Japan's benchmark Nikkei .N225 added 0.33% while MSCI's broadest index of Asia-Pacific shares outside Japan .MIAPJ0000PUS gained 0.27%. China's Shanghai Composite .SSEC stood flat and so did Hong Kong's Hang Seng .HSI.
U.S. job growth increased by the most in 10 months in November as the healthcare industry boosted hiring and production workers at General Motors returned to work after a strike, in the strongest sign that the world’s largest economy is in no danger of stalling.
· Japanese shares rose on Monday following robust U.S. jobs data, although gains were limited on concerns about Chinese economy and as the deadline for U.S. tariffs on Chinese goods nears.
The Nikkei 225 index ended Monday up 0.33% at 23,430.70, with consumer discretionary and industrial sectors leading gains. The benchmark is up for a third straight session.
Data on Friday showed the U.S. economy created the most new jobs in 10 months and the jobless rate fell to the lowest in nearly half a century.
However, investors were cautious after China’s exports fell for a fourth consecutive month in November as tariffs already put in place took their toll.
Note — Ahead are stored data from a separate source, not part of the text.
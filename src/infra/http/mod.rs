pub mod api;
mod middleware;

pub use api::{ApiState, build_api_router};
pub use middleware::{REQUEST_ID_HEADER, RequestContext};

use axum::{
    Router, http::StatusCode, middleware as axum_middleware, response::IntoResponse,
    routing::get,
};

/// Full HTTP surface: the `/api/v1` routes plus the liveness probe, wrapped in
/// request-id and response logging middleware.
pub fn build_router(state: ApiState) -> Router {
    Router::new()
        .route("/health", get(health))
        .merge(build_api_router(state))
        .layer(axum_middleware::from_fn(middleware::log_responses))
        .layer(axum_middleware::from_fn(middleware::set_request_context))
}

async fn health() -> impl IntoResponse {
    StatusCode::NO_CONTENT
}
The focus shifts to the Dec. 15 deadline when U.S. tariffs on Chinese goods take effect, unless the two sides reach a compromise. Remarks around this issue could cause financial markets to swing wildly.
· China’s blue-chip stocks closed lower on Monday after latest trade data highlighted persistent headwinds for the country’s manufacturers amid a prolonged Sino-U.S. trade war.
The blue-chip CSI300 index fell 0.2% to 3,895.45, while the Shanghai Composite Index added 0.1%to 2,914.48.
China’s exports in November shrank for the fourth consecutive month, underscoring the pressure on manufacturers from the tariff war with the United States, but growth in imports may be a sign that Beijing’s stimulus steps are helping to stoke demand.
The 17-month long trade dispute has heightened the risks of a global recession and fuelled speculation that China’s policymakers could unleash more stimulus, as growth in the world’s second-largest economy cooled to nearly 30-year lows.
· European stocks opened slightly lower on Monday as weak Chinese export data highlighted the detrimental impact of its prolonged trade war with the U.S.
The pan-European Stoxx 600 slipped 0.1% lower in early trade, with oil and gas stocks falling 0.6% to lead losses while retail stocks added 0.6% as most sectors entered negative territory.